Il 13 gennaio 2012 la nave da crociera Costa Concordia si inabissò nelle acque dell’Isola del Giglio, nella zona del Parco delle Isole Toscane. Il tragico evento, che costò la vita a 32 persone, ha comportato un considerevole danno all’ambiente costiero, soprattutto del fondale marino. Ci sono voluti, infatti, 9 anni per ripristinare l’ecosistema marino. Un lavoro immane, realizzato grazie alla collaborazione sinergica delle Istituzioni pubbliche e private, e al coordinamento tecnico dell’Ispra. Alcuni numeri possono aiutare a comprendere la portata del lavoro che si è reso necessario. Stiamo parlando di un “mostro marino” lungo più di 250 metri con più di 4 mila passeggeri a bordo, che si è riverso su un lato a circa 40 metri di profondità, riversando in mare tutto ciò che era presente sulla nave. Sono stati necessari soltanto tre anni per la rimozione del relitto, e impiegate per le diverse operazioni decine di migliaia di operai e addetti ai lavori.
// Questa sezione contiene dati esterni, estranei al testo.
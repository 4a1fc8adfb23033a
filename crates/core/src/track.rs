//! Track and module models - the authored learning content.

use serde::{Deserialize, Serialize};

use crate::id::{ModuleId, TrackId};
use crate::validation::ValidationError;
use crate::Time;

/// An ordered learning path composed of modules.
#[derive(Debug, Clone, PartialEq, Serialize, Deserialize)]
pub struct Track {
    /// Unique identifier
    pub id: TrackId,

    /// Track title
    pub title: String,

    /// Short tagline
    #[serde(default)]
    pub subtitle: Option<String>,

    /// Long description
    #[serde(default)]
    pub description: Option<String>,

    /// Categories used for catalog filtering
    #[serde(default)]
    pub categories: Vec<String>,

    /// Difficulty level
    pub level: Level,

    /// Human readable duration, e.g. "3h 20min"
    #[serde(default)]
    pub estimated_duration: Option<String>,

    /// Cover image
    #[serde(default)]
    pub thumbnail_url: Option<String>,

    /// Whether the track requires a premium entitlement
    pub is_premium: bool,

    /// Denormalized module count maintained by the content authors
    pub total_modules: u32,

    /// Only published tracks are visible to learners
    pub is_published: bool,

    /// When created
    pub created_at: Time,

    /// Last updated
    pub updated_at: Time,
}

impl Track {
    /// Create a published, free track with no modules.
    pub fn new(title: impl Into<String>, level: Level) -> Self {
        let now = chrono::Utc::now();
        Self {
            id: TrackId::new(),
            title: title.into(),
            subtitle: None,
            description: None,
            categories: Vec::new(),
            level,
            estimated_duration: None,
            thumbnail_url: None,
            is_premium: false,
            total_modules: 0,
            is_published: true,
            created_at: now,
            updated_at: now,
        }
    }

    /// Mark the track as premium-only.
    pub fn premium(mut self) -> Self {
        self.is_premium = true;
        self
    }

    /// Add a category.
    pub fn with_category(mut self, category: impl Into<String>) -> Self {
        self.categories.push(category.into());
        self
    }

    /// Set the subtitle.
    pub fn with_subtitle(mut self, subtitle: impl Into<String>) -> Self {
        self.subtitle = Some(subtitle.into());
        self
    }

    /// Set publication state.
    pub fn published(mut self, published: bool) -> Self {
        self.is_published = published;
        self
    }

    /// Validate authored fields.
    pub fn validate(&self) -> Result<(), ValidationError> {
        if self.title.trim().is_empty() {
            return Err(ValidationError::EmptyField("track.title"));
        }
        Ok(())
    }
}

/// Track difficulty.
#[derive(Debug, Clone, Copy, PartialEq, Eq, Hash, Serialize, Deserialize)]
pub enum Level {
    /// No prior experience assumed
    Beginner,
    /// Builds on the basics
    Intermediate,
    /// For practitioners
    Advanced,
}

impl Level {
    /// Get string representation.
    pub fn as_str(&self) -> &'static str {
        match self {
            Level::Beginner => "Beginner",
            Level::Intermediate => "Intermediate",
            Level::Advanced => "Advanced",
        }
    }
}

impl std::str::FromStr for Level {
    type Err = ValidationError;

    fn from_str(s: &str) -> Result<Self, Self::Err> {
        match s.to_lowercase().as_str() {
            "beginner" => Ok(Level::Beginner),
            "intermediate" => Ok(Level::Intermediate),
            "advanced" => Ok(Level::Advanced),
            other => Err(ValidationError::UnknownLevel(other.to_string())),
        }
    }
}

/// An atomic learning unit within a track.
#[derive(Debug, Clone, PartialEq, Serialize, Deserialize)]
pub struct Module {
    /// Unique identifier
    pub id: ModuleId,

    /// Owning track
    pub track_id: TrackId,

    /// Module title
    pub title: String,

    /// Learning material
    pub content: ModuleContent,

    /// Position within the track, unique per track
    pub order_index: u32,

    /// Optional video lesson
    #[serde(default)]
    pub video_url: Option<String>,

    /// Prompt tools attached to the module
    #[serde(default)]
    pub tools: Vec<ModuleTool>,

    /// Explicit prerequisite. When absent the previous module by
    /// `order_index` is the prerequisite.
    #[serde(default)]
    pub prerequisite: Option<ModuleId>,

    /// When created
    pub created_at: Time,

    /// Last updated
    pub updated_at: Time,
}

impl Module {
    /// Create a module with an empty briefing.
    pub fn new(track_id: TrackId, title: impl Into<String>, order_index: u32) -> Self {
        let now = chrono::Utc::now();
        Self {
            id: ModuleId::new(),
            track_id,
            title: title.into(),
            content: ModuleContent::default(),
            order_index,
            video_url: None,
            tools: Vec::new(),
            prerequisite: None,
            created_at: now,
            updated_at: now,
        }
    }

    /// Require another module instead of the positional predecessor.
    pub fn with_prerequisite(mut self, module: ModuleId) -> Self {
        self.prerequisite = Some(module);
        self
    }

    /// Set the content.
    pub fn with_content(mut self, content: ModuleContent) -> Self {
        self.content = content;
        self
    }

    /// Validate structure of the module and its payloads.
    pub fn validate(&self) -> Result<(), ValidationError> {
        if self.title.trim().is_empty() {
            return Err(ValidationError::EmptyField("module.title"));
        }
        if self.prerequisite == Some(self.id) {
            return Err(ValidationError::SelfPrerequisite(self.id.to_string()));
        }
        if let Some(url) = &self.video_url {
            check_url("module.video_url", url)?;
        }
        for tool in &self.tools {
            tool.validate()?;
        }
        self.content.validate()
    }
}

/// Module learning material.
#[derive(Debug, Clone, Default, PartialEq, Serialize, Deserialize)]
pub struct ModuleContent {
    /// Mission briefing
    pub briefing: String,

    /// Learning objectives
    #[serde(default)]
    pub objectives: Vec<String>,

    /// Prompts for the learner
    #[serde(default)]
    pub prompts: Vec<ModulePrompt>,

    /// Supporting resources
    #[serde(default)]
    pub resources: Vec<ModuleResource>,
}

impl ModuleContent {
    fn validate(&self) -> Result<(), ValidationError> {
        for prompt in &self.prompts {
            if prompt.content.trim().is_empty() {
                return Err(ValidationError::EmptyField("prompt.content"));
            }
        }
        for resource in &self.resources {
            resource.validate()?;
        }
        Ok(())
    }
}

/// A prompt presented inside a module.
#[derive(Debug, Clone, PartialEq, Serialize, Deserialize)]
pub struct ModulePrompt {
    /// Author-assigned identifier
    pub id: String,
    /// Short title
    pub title: String,
    /// What the prompt is for
    pub description: String,
    /// Prompt text
    pub content: String,
    /// Optional grouping
    #[serde(default)]
    pub category: Option<String>,
    /// Free-form tags
    #[serde(default)]
    pub tags: Vec<String>,
}

/// Supporting material, tagged by kind.
#[derive(Debug, Clone, PartialEq, Serialize, Deserialize)]
#[serde(tag = "type", rename_all = "lowercase")]
pub enum ModuleResource {
    /// External web page
    Link {
        /// Display title
        title: String,
        /// Short description
        description: String,
        /// http(s) location
        url: String,
    },
    /// Downloadable document
    Document {
        /// Display title
        title: String,
        /// Short description
        description: String,
        /// http(s) location
        url: String,
    },
    /// Video hosted elsewhere
    Video {
        /// Display title
        title: String,
        /// Short description
        description: String,
        /// http(s) location
        url: String,
    },
}

impl ModuleResource {
    /// Resource URL regardless of kind.
    pub fn url(&self) -> &str {
        match self {
            ModuleResource::Link { url, .. }
            | ModuleResource::Document { url, .. }
            | ModuleResource::Video { url, .. } => url,
        }
    }

    /// Resource title regardless of kind.
    pub fn title(&self) -> &str {
        match self {
            ModuleResource::Link { title, .. }
            | ModuleResource::Document { title, .. }
            | ModuleResource::Video { title, .. } => title,
        }
    }

    fn validate(&self) -> Result<(), ValidationError> {
        if self.title().trim().is_empty() {
            return Err(ValidationError::EmptyField("resource.title"));
        }
        check_url("resource.url", self.url())
    }
}

/// A copyable prompt tool.
#[derive(Debug, Clone, PartialEq, Serialize, Deserialize)]
pub struct ModuleTool {
    /// Author-assigned identifier
    pub id: String,
    /// Short title
    pub title: String,
    /// What the tool does
    pub description: String,
    /// Prompt the tool runs
    pub prompt_content: String,
}

impl ModuleTool {
    fn validate(&self) -> Result<(), ValidationError> {
        if self.prompt_content.trim().is_empty() {
            return Err(ValidationError::EmptyField("tool.prompt_content"));
        }
        Ok(())
    }
}

fn check_url(field: &'static str, url: &str) -> Result<(), ValidationError> {
    if url.starts_with("https://") || url.starts_with("http://") {
        Ok(())
    } else {
        Err(ValidationError::InvalidUrl {
            field,
            url: url.to_string(),
        })
    }
}

#[cfg(test)]
mod tests {
    use super::*;

    #[test]
    fn test_resource_kind_is_tagged() {
        let json = r#"{"type":"video","title":"Intro","description":"","url":"https://v.example/1"}"#;
        let resource: ModuleResource = serde_json::from_str(json).unwrap();
        assert!(matches!(resource, ModuleResource::Video { .. }));
        assert_eq!(resource.url(), "https://v.example/1");
    }

    #[test]
    fn test_unknown_resource_kind_rejected() {
        let json = r#"{"type":"podcast","title":"x","description":"","url":"https://p"}"#;
        assert!(serde_json::from_str::<ModuleResource>(json).is_err());
    }

    #[test]
    fn test_module_validation() {
        let track = Track::new("Growth 101", Level::Beginner);
        let mut module = Module::new(track.id, "M0", 0);
        assert!(module.validate().is_ok());

        module.content.resources.push(ModuleResource::Link {
            title: "Docs".into(),
            description: String::new(),
            url: "ftp://nope".into(),
        });
        assert!(matches!(
            module.validate(),
            Err(ValidationError::InvalidUrl { .. })
        ));

        let mut module = Module::new(track.id, "M1", 1);
        module.prerequisite = Some(module.id);
        assert!(matches!(
            module.validate(),
            Err(ValidationError::SelfPrerequisite(_))
        ));
    }

    #[test]
    fn test_level_parse() {
        assert_eq!("advanced".parse::<Level>().unwrap(), Level::Advanced);
        assert!("expert".parse::<Level>().is_err());
    }
}
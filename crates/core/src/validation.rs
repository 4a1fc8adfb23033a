//! Validation failures for caller-supplied data.

/// Why a value was rejected.
#[derive(Debug, Clone, PartialEq, Eq, thiserror::Error)]
pub enum ValidationError {
    /// Rating outside 1..=5
    #[error("rating must be between 1 and 5, got {0}")]
    RatingOutOfRange(i64),

    /// Review comment too long
    #[error("comment is {len} characters, the limit is {max}")]
    CommentTooLong {
        /// Characters supplied
        len: usize,
        /// Characters allowed
        max: usize,
    },

    /// Required text field left blank
    #[error("{0} must not be empty")]
    EmptyField(&'static str),

    /// Malformed URL in a payload
    #[error("{field} is not an http(s) URL: {url}")]
    InvalidUrl {
        /// Offending field
        field: &'static str,
        /// Supplied value
        url: String,
    },

    /// Unrecognized difficulty level
    #[error("unknown level: {0}")]
    UnknownLevel(String),

    /// Module listed as its own prerequisite
    #[error("module {0} cannot be its own prerequisite")]
    SelfPrerequisite(String),

    /// Prerequisite that is not an earlier module of the same track
    #[error("module {module} requires {prerequisite}, which is not an earlier module of the track")]
    PrerequisiteNotEarlier {
        /// Module naming the prerequisite
        module: String,
        /// The prerequisite it names
        prerequisite: String,
    },
}
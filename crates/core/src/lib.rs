//! trackflow core data models.
//!
//! This crate defines the tracks, modules, progression records and reviews
//! that the progression engine operates on.

#![warn(missing_docs)]

// Core identities
mod id;

// Authored content
mod track;

// Learner state
mod progress;
mod review;

mod validation;

// Re-exports
pub use id::*;

pub use track::{
    Level, Module, ModuleContent, ModulePrompt, ModuleResource, ModuleTool, Track,
};
pub use progress::{
    progress_percentage, DenyReason, Identity, ModuleAccess, ModuleState, ProgressView,
    TrackFavorite, TrackStatus, UserModuleProgress, UserProfile, UserTrackProgress,
};
pub use review::{
    normalize_comment, Rating, RatingStats, RatingSummary, TrackReview, MAX_COMMENT_CHARS,
};
pub use validation::ValidationError;

/// Timestamp type
pub type Time = chrono::DateTime<chrono::Utc>;
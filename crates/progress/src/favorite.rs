//! Favorite flag, kept apart from progress.

use trackflow_core::{Identity, TrackId};
use tracing::info;

use crate::engine::{require_user, TrackEngine};
use crate::error::{Result, TrackError};

impl TrackEngine {
    /// Flip the caller's favorite flag and return the new value.
    ///
    /// Favoriting never starts the track.
    pub async fn toggle_favorite(&self, identity: &Identity, track_id: TrackId) -> Result<bool> {
        let user_id = &identity.user_id;
        require_user(user_id)?;

        if self
            .bounded("load_track", self.storage.load_track(track_id))
            .await?
            .is_none()
        {
            return Err(TrackError::NotFound(format!("track {}", track_id)));
        }

        let is_favorite = self
            .bounded(
                "toggle_favorite",
                self.storage.toggle_favorite(user_id, track_id),
            )
            .await?;
        info!(user = %user_id, track = %track_id, is_favorite, "favorite toggled");
        Ok(is_favorite)
    }
}
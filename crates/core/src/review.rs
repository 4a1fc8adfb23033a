//! Track reviews and rating aggregates.

use serde::{Deserialize, Serialize};

use crate::id::{ReviewId, TrackId, UserId};
use crate::validation::ValidationError;
use crate::Time;

/// Longest accepted review comment, in characters.
pub const MAX_COMMENT_CHARS: usize = 500;

/// A star rating, guaranteed to be within 1..=5.
#[derive(Debug, Clone, Copy, PartialEq, Eq, PartialOrd, Ord, Hash, Serialize, Deserialize)]
#[serde(try_from = "i64", into = "u8")]
pub struct Rating(u8);

impl Rating {
    /// Validate a raw rating.
    pub fn new(value: i64) -> Result<Self, ValidationError> {
        if (1..=5).contains(&value) {
            Ok(Self(value as u8))
        } else {
            Err(ValidationError::RatingOutOfRange(value))
        }
    }

    /// Numeric value.
    pub fn value(self) -> u8 {
        self.0
    }
}

impl TryFrom<i64> for Rating {
    type Error = ValidationError;

    fn try_from(value: i64) -> Result<Self, Self::Error> {
        Self::new(value)
    }
}

impl From<Rating> for u8 {
    fn from(r: Rating) -> Self {
        r.0
    }
}

/// Normalize a review comment: trim, drop when empty, enforce `max` characters.
pub fn normalize_comment(
    comment: Option<&str>,
    max: usize,
) -> Result<Option<String>, ValidationError> {
    let Some(text) = comment.map(str::trim).filter(|c| !c.is_empty()) else {
        return Ok(None);
    };
    let len = text.chars().count();
    if len > max {
        return Err(ValidationError::CommentTooLong { len, max });
    }
    Ok(Some(text.to_string()))
}

/// One user's review of a track. At most one per (user, track).
#[derive(Debug, Clone, PartialEq, Serialize, Deserialize)]
pub struct TrackReview {
    /// Unique identifier, stable across resubmissions
    pub id: ReviewId,

    /// Reviewer
    pub user_id: UserId,

    /// Reviewed track
    pub track_id: TrackId,

    /// Star rating
    pub rating: Rating,

    /// Optional free text
    pub comment: Option<String>,

    /// First submission
    pub created_at: Time,

    /// Last resubmission
    pub updated_at: Time,
}

/// Running rating totals for a track.
#[derive(Debug, Clone, Copy, Default, PartialEq, Eq, Serialize, Deserialize)]
pub struct RatingStats {
    /// Sum of all ratings
    pub sum: u64,

    /// Number of reviews
    pub count: u64,
}

impl RatingStats {
    /// Account for a new or replaced review.
    pub fn apply_upsert(&mut self, previous: Option<Rating>, rating: Rating) {
        match previous {
            // totals that lost track of an existing review count it again
            Some(_) if self.count == 0 => self.count = 1,
            Some(prev) => self.sum = self.sum.saturating_sub(u64::from(prev.value())),
            None => self.count += 1,
        }
        self.sum += u64::from(rating.value());
    }

    /// Account for a removed review.
    pub fn apply_delete(&mut self, removed: Rating) {
        self.sum = self.sum.saturating_sub(u64::from(removed.value()));
        self.count = self.count.saturating_sub(1);
    }

    /// Aggregate view for readers.
    pub fn summary(&self) -> RatingSummary {
        RatingSummary {
            average_rating: (self.count > 0).then(|| self.sum as f64 / self.count as f64),
            total_reviews: self.count,
        }
    }
}

/// Aggregate rating exposed to readers.
#[derive(Debug, Clone, Copy, PartialEq, Serialize, Deserialize)]
pub struct RatingSummary {
    /// Mean rating, absent when nobody reviewed
    pub average_rating: Option<f64>,

    /// Number of reviews
    pub total_reviews: u64,
}
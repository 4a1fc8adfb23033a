//! The `TrackWithModules` read model.

use serde::Serialize;
use trackflow_core::{Identity, Module, ProgressView, Track, TrackId, TrackReview, UserModuleProgress};

use crate::access::{completed_set, derive_states, ModuleStateEntry};
use crate::engine::{derive_view, TrackEngine};
use crate::error::Result;

/// A track with its modules, rating, and the caller's own state.
///
/// User fields are empty for anonymous callers.
#[derive(Debug, Clone, Serialize)]
pub struct TrackWithModules {
    /// The track
    pub track: Track,
    /// Ordered by `order_index`
    pub modules: Vec<Module>,
    /// Caller's progress, if started
    pub user_progress: Option<ProgressView>,
    /// Caller's completions of modules in the track
    pub module_progress: Vec<UserModuleProgress>,
    /// Caller's state per module
    pub module_states: Vec<ModuleStateEntry>,
    /// Mean rating, absent without reviews
    pub average_rating: Option<f64>,
    /// Number of reviews
    pub total_reviews: u64,
    /// Caller's own review
    pub user_review: Option<TrackReview>,
}

impl TrackEngine {
    /// Load a published track for display.
    ///
    /// A failing store is an error, never an absent track.
    pub async fn track_with_modules(
        &self,
        track_id: TrackId,
        caller: Option<&Identity>,
    ) -> Result<TrackWithModules> {
        let (track, modules, rating) = tokio::try_join!(
            self.published_track(track_id),
            self.modules(track_id),
            self.aggregate_rating(track_id),
        )?;

        let mut aggregate = TrackWithModules {
            track,
            modules,
            user_progress: None,
            module_progress: Vec::new(),
            module_states: Vec::new(),
            average_rating: rating.average_rating,
            total_reviews: rating.total_reviews,
            user_review: None,
        };

        let Some(identity) = caller.filter(|c| !c.user_id.is_blank()) else {
            return Ok(aggregate);
        };
        let user_id = &identity.user_id;

        let (progress, completions, is_favorite, review) = tokio::try_join!(
            self.bounded(
                "load_track_progress",
                self.storage.load_track_progress(user_id, track_id)
            ),
            self.bounded(
                "list_module_progress",
                self.storage.list_module_progress(user_id, track_id)
            ),
            self.bounded("load_favorite", self.storage.load_favorite(user_id, track_id)),
            self.bounded("load_review", self.storage.load_review(user_id, track_id)),
        )?;

        aggregate.user_progress = progress
            .map(|p| derive_view(&p, &aggregate.modules, &completions, is_favorite));
        aggregate.module_states = derive_states(
            &aggregate.track,
            &aggregate.modules,
            &completed_set(&completions),
            identity.is_premium,
        );
        aggregate.module_progress = completions
            .into_iter()
            .filter(|c| aggregate.modules.iter().any(|m| m.id == c.module_id))
            .collect();
        aggregate.user_review = review;
        Ok(aggregate)
    }
}
//! Reviews and the aggregate rating.

use trackflow_core::{
    normalize_comment, Identity, Rating, RatingSummary, ReviewId, TrackId, TrackReview, UserId,
};
use tracing::info;

use crate::engine::{require_user, TrackEngine};
use crate::error::Result;

impl TrackEngine {
    /// Create or replace the caller's review of a track.
    ///
    /// A resubmission keeps the review's id and `created_at`.
    pub async fn submit_review(
        &self,
        identity: &Identity,
        track_id: TrackId,
        rating: i64,
        comment: Option<&str>,
    ) -> Result<TrackReview> {
        let user_id = &identity.user_id;
        require_user(user_id)?;
        let rating = Rating::new(rating)?;
        let comment = normalize_comment(comment, self.config.max_comment_chars)?;
        self.published_track(track_id).await?;

        let now = chrono::Utc::now();
        let review = TrackReview {
            id: ReviewId::new(),
            user_id: user_id.clone(),
            track_id,
            rating,
            comment,
            created_at: now,
            updated_at: now,
        };
        let stored = self
            .bounded("upsert_review", self.storage.upsert_review(&review))
            .await?;
        info!(
            user = %user_id,
            track = %track_id,
            rating = stored.rating.value(),
            "review saved"
        );
        Ok(stored)
    }

    /// Average rating and review count of a track.
    pub async fn aggregate_rating(&self, track_id: TrackId) -> Result<RatingSummary> {
        let stats = self
            .bounded("load_rating_stats", self.storage.load_rating_stats(track_id))
            .await?;
        Ok(stats.summary())
    }

    /// The review `user_id` left on a track, if any.
    pub async fn user_review(
        &self,
        user_id: &UserId,
        track_id: TrackId,
    ) -> Result<Option<TrackReview>> {
        require_user(user_id)?;
        self.bounded("load_review", self.storage.load_review(user_id, track_id))
            .await
    }

    /// Remove the caller's review. Returns false when there was none.
    pub async fn delete_review(&self, identity: &Identity, track_id: TrackId) -> Result<bool> {
        let user_id = &identity.user_id;
        require_user(user_id)?;
        let removed = self
            .bounded("delete_review", self.storage.delete_review(user_id, track_id))
            .await?;
        if removed {
            info!(user = %user_id, track = %track_id, "review deleted");
        }
        Ok(removed)
    }
}
#[cfg(test)]
mod tests {
    use super::*;
    use trackflow_core::{Level, ReviewId};

    fn review(user: &str, track_id: TrackId, rating: i64) -> TrackReview {
        let now = chrono::Utc::now();
        TrackReview {
            id: ReviewId::new(),
            user_id: UserId::new(user),
            track_id,
            rating: Rating::new(rating).unwrap(),
            comment: Some("ok".into()),
            created_at: now,
            updated_at: now,
        }
    }

    #[tokio::test]
    async fn test_modules_ordered_and_unique() {
        let storage = SqliteStorage::in_memory().await.unwrap();
        let track = Track::new("Growth 101", Level::Beginner);
        storage.save_track(&track).await.unwrap();

        storage.save_module(&Module::new(track.id, "M1", 1)).await.unwrap();
        storage.save_module(&Module::new(track.id, "M0", 0)).await.unwrap();
        let err = storage.save_module(&Module::new(track.id, "Dup", 1)).await.unwrap_err();
        assert!(matches!(err, StorageError::Conflict(_)));

        let modules = storage.list_modules(track.id).await.unwrap();
        assert_eq!(modules.len(), 2);
        assert_eq!(modules[0].title, "M0");
        assert_eq!(storage.load_track(track.id).await.unwrap(), Some(track));
    }

    #[tokio::test]
    async fn test_toggle_favorite_is_involutive() {
        let storage = SqliteStorage::in_memory().await.unwrap();
        let user = UserId::new("u-1");
        let track_id = TrackId::new();

        assert!(!storage.load_favorite(&user, track_id).await.unwrap());
        assert!(storage.toggle_favorite(&user, track_id).await.unwrap());
        assert!(!storage.toggle_favorite(&user, track_id).await.unwrap());
        assert!(!storage.load_favorite(&user, track_id).await.unwrap());
        // favoriting creates no progress row
        assert!(storage.load_track_progress(&user, track_id).await.unwrap().is_none());
    }

    #[tokio::test]
    async fn test_complete_module_keeps_first_timestamp() {
        let storage = SqliteStorage::in_memory().await.unwrap();
        let user = UserId::new("u-1");
        let track_id = TrackId::new();
        let module_id = ModuleId::new();

        let first = UserModuleProgress::completed_now(user.clone(), track_id, module_id);
        let (row, was_first) = storage.complete_module(&first).await.unwrap();
        assert!(was_first);
        assert_eq!(row.completed_at, first.completed_at);

        let mut later = UserModuleProgress::completed_now(user.clone(), track_id, module_id);
        later.completed_at = Some(chrono::Utc::now() + chrono::Duration::minutes(5));
        let (row, was_first) = storage.complete_module(&later).await.unwrap();
        assert!(!was_first);
        assert_eq!(row.completed_at, first.completed_at);

        assert_eq!(
            storage.count_completed_modules(&user, track_id, &[module_id]).await.unwrap(),
            1
        );
    }

    #[tokio::test]
    async fn test_track_progress_start_and_complete_once() {
        let storage = SqliteStorage::in_memory().await.unwrap();
        let user = UserId::new("u-1");
        let track_id = TrackId::new();

        let (row, created) = storage
            .start_track(&UserTrackProgress::started(user.clone(), track_id))
            .await
            .unwrap();
        assert!(created);
        let (again, created) = storage
            .start_track(&UserTrackProgress::started(user.clone(), track_id))
            .await
            .unwrap();
        assert!(!created);
        assert_eq!(again.started_at, row.started_at);

        let at = chrono::Utc::now();
        let done = storage.mark_track_completed(&user, track_id, at).await.unwrap().unwrap();
        assert_eq!(done.completed_at, Some(at));
        let again = storage
            .mark_track_completed(&user, track_id, at + chrono::Duration::hours(1))
            .await
            .unwrap()
            .unwrap();
        assert_eq!(again.completed_at, Some(at));
    }

    #[tokio::test]
    async fn test_review_upsert_and_stats() {
        let storage = SqliteStorage::in_memory().await.unwrap();
        let track_id = TrackId::new();

        let first = storage.upsert_review(&review("a", track_id, 3)).await.unwrap();
        let second = storage.upsert_review(&review("a", track_id, 5)).await.unwrap();
        assert_eq!(second.id, first.id);
        assert_eq!(second.rating.value(), 5);
        storage.upsert_review(&review("b", track_id, 4)).await.unwrap();

        assert_eq!(
            storage.load_rating_stats(track_id).await.unwrap(),
            RatingStats { sum: 9, count: 2 }
        );

        assert!(storage.delete_review(&UserId::new("a"), track_id).await.unwrap());
        assert!(!storage.delete_review(&UserId::new("a"), track_id).await.unwrap());
        assert_eq!(
            storage.load_rating_stats(track_id).await.unwrap(),
            RatingStats { sum: 4, count: 1 }
        );
    }

    #[tokio::test]
    async fn test_health_check() {
        let storage = SqliteStorage::in_memory().await.unwrap();
        assert!(storage.health_check().await.is_ok());
    }

    #[tokio::test]
    async fn test_concurrent_reviews_on_shared_file() {
        let dir = tempfile::tempdir().unwrap();
        let url = format!("sqlite://{}", dir.path().join("reviews.db").display());
        let storage = std::sync::Arc::new(SqliteStorage::new(&url).await.unwrap());
        let track_id = TrackId::new();

        let mut handles = Vec::new();
        for i in 0..20 {
            let storage = storage.clone();
            handles.push(tokio::spawn(async move {
                storage
                    .upsert_review(&review(&format!("u{}", i), track_id, 1 + i % 5))
                    .await
            }));
        }
        for handle in handles {
            handle.await.unwrap().unwrap();
        }

        // ratings 1..=5, four times each
        assert_eq!(
            storage.load_rating_stats(track_id).await.unwrap(),
            RatingStats { sum: 60, count: 20 }
        );
    }
}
La pulitura dei fondali, una superficie di circa 20 mila metri quadrati, è stata terminata nel 2018. Purtroppo, la conseguenza più rilevante, a livello di danno ambientale, è stata la morte della vasta prateria di posidonia oceanica. Una pianta endemica del Mar Mediterraneo ( protetta a livello internazionale) che svolge un ruolo fondamentale nella produzione di ossigeno, e costituisce la “casa” di migliaia di organismi viventi. La posidonia è praticamente “morta soffocata”, soprattutto per l’effetto ombra prodotto dallo scafo della nave e dalle piattaforme utilizzate per rimuovere il relitto, che ha ridotto l’attività di fotosintesi della pianta fino a procurarne la morte. Parimenti, è stato distrutto anche il fondale coralligeno, un insieme di organismi che hanno una struttura calcarea, anch’essi protetti a livello internazionale.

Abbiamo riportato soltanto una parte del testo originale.